*** Opening of MATERIAL FOR THIS TASK ***
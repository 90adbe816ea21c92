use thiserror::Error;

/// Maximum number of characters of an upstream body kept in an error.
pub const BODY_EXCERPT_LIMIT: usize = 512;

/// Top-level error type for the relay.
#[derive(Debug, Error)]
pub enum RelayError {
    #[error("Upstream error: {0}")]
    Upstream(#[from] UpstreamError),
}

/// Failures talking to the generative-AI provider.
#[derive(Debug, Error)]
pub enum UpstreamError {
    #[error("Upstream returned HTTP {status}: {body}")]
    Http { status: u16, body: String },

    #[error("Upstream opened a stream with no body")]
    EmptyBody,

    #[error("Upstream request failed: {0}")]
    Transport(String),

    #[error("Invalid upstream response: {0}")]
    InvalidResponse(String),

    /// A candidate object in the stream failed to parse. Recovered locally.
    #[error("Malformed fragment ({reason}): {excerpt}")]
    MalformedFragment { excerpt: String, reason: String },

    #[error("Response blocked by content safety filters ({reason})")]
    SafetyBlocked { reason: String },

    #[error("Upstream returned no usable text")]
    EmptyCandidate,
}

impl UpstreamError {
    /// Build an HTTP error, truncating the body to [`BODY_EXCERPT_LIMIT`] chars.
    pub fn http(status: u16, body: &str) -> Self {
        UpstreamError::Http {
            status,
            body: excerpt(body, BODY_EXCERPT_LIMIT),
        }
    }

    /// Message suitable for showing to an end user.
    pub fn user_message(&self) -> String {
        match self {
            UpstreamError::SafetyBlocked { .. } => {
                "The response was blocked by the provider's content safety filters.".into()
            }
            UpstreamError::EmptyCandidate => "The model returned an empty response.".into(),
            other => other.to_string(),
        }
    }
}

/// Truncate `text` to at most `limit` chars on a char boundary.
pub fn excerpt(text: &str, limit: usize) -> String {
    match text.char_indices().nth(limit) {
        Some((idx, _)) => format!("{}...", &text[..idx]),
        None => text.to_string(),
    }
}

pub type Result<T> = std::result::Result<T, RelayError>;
*** Close of MATERIAL FOR THIS TASK ***
THE TASK:
Your answer should be the lines of the records that include the word "filters".

RESPONSE TO THIS EXERCISE:
    #[error("Response blocked by content safety filters ({reason})")]
                "The response was blocked by the provider's content safety filters.".into()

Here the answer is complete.